(Saved data entries)

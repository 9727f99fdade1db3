//! Mock flag servers, instrumented sources and config builders

use flag_fetch::{Config, FetchError, FetchSource, Strategy};
use std::path::Path;
use std::sync::Arc;
use std::sync::atomic::{AtomicUsize, Ordering};
use std::time::Duration;
use tokio::sync::Semaphore;
use url::Url;
use wiremock::matchers::{method, path};
use wiremock::{Mock, MockServer, ResponseTemplate};

/// Body served for every flag that exists
pub const FLAG_BYTES: &[u8] = b"GIF89a-test-flag";

/// Mock flag site under `/flags`
///
/// - `AA`, `DD`, `EE` exist
/// - `BB` is missing (404)
/// - `CC` is broken (503)
pub async fn flag_server() -> MockServer {
    let server = MockServer::start().await;

    for cc in ["aa", "dd", "ee"] {
        Mock::given(method("GET"))
            .and(path(format!("/flags/{cc}/{cc}.gif")))
            .respond_with(ResponseTemplate::new(200).set_body_bytes(FLAG_BYTES))
            .mount(&server)
            .await;
    }

    Mock::given(method("GET"))
        .and(path("/flags/bb/bb.gif"))
        .respond_with(ResponseTemplate::new(404))
        .mount(&server)
        .await;

    Mock::given(method("GET"))
        .and(path("/flags/cc/cc.gif"))
        .respond_with(ResponseTemplate::new(503))
        .mount(&server)
        .await;

    server
}

/// Config pointing at `server` and saving into `dest`
pub fn config_for(server: &MockServer, dest: &Path, strategy: Strategy, max: usize) -> Config {
    let mut config = Config::default();
    config.source.base_url = Some(format!("{}/flags", server.uri()));
    config.source.request_timeout = Duration::from_secs(5);
    config.output.dest_dir = dest.to_path_buf();
    config.concurrency.strategy = strategy;
    config.concurrency.max_concurrency = Some(max);
    config
}

/// Fetch source that records how many fetches run at once
///
/// Every fetch optionally waits on a gate before finishing; open the gate
/// with [`CountingSource::release`].
#[derive(Clone)]
pub struct CountingSource {
    delay: Duration,
    gate: Option<Arc<Semaphore>>,
    in_flight: Arc<AtomicUsize>,
    max_in_flight: Arc<AtomicUsize>,
    started: Arc<AtomicUsize>,
}

impl CountingSource {
    /// Each fetch sleeps for `delay` then succeeds
    pub fn with_delay(delay: Duration) -> Self {
        Self {
            delay,
            gate: None,
            in_flight: Arc::default(),
            max_in_flight: Arc::default(),
            started: Arc::default(),
        }
    }

    /// Each fetch blocks until [`release`](Self::release) is called
    pub fn gated() -> Self {
        Self {
            gate: Some(Arc::new(Semaphore::new(0))),
            ..Self::with_delay(Duration::ZERO)
        }
    }

    /// Let every current and future fetch through
    pub fn release(&self) {
        if let Some(gate) = &self.gate {
            gate.add_permits(Semaphore::MAX_PERMITS / 2);
        }
    }

    /// Fetches started so far
    pub fn started(&self) -> usize {
        self.started.load(Ordering::SeqCst)
    }

    /// Highest number of fetches observed running at once
    pub fn max_in_flight(&self) -> usize {
        self.max_in_flight.load(Ordering::SeqCst)
    }

    /// Wait until at least `n` fetches have started
    pub async fn wait_for_started(&self, n: usize) {
        tokio::time::timeout(Duration::from_secs(5), async {
            while self.started() < n {
                tokio::time::sleep(Duration::from_millis(2)).await;
            }
        })
        .await
        .expect("fetches did not start in time");
    }
}

#[async_trait::async_trait]
impl FetchSource for CountingSource {
    async fn fetch(&self, _url: &Url) -> Result<Vec<u8>, FetchError> {
        self.started.fetch_add(1, Ordering::SeqCst);
        let now = self.in_flight.fetch_add(1, Ordering::SeqCst) + 1;
        self.max_in_flight.fetch_max(now, Ordering::SeqCst);

        if let Some(gate) = &self.gate {
            gate.acquire()
                .await
                .map_err(|e| FetchError::Other(e.to_string()))?
                .forget();
        }
        if !self.delay.is_zero() {
            tokio::time::sleep(self.delay).await;
        }

        self.in_flight.fetch_sub(1, Ordering::SeqCst);
        Ok(FLAG_BYTES.to_vec())
    }
}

→ **Exercise instructions**: Go to the line with "did not start" in the entries above and repeat every line from there through the line with "self.started.fetch_add(1, Ordering::SeqCst);", exactly and with no other text.

→ **Solution below**:
        .expect("fetches did not start in time");
    }
}

#[async_trait::async_trait]
impl FetchSource for CountingSource {
    async fn fetch(&self, _url: &Url) -> Result<Vec<u8>, FetchError> {
        self.started.fetch_add(1, Ordering::SeqCst);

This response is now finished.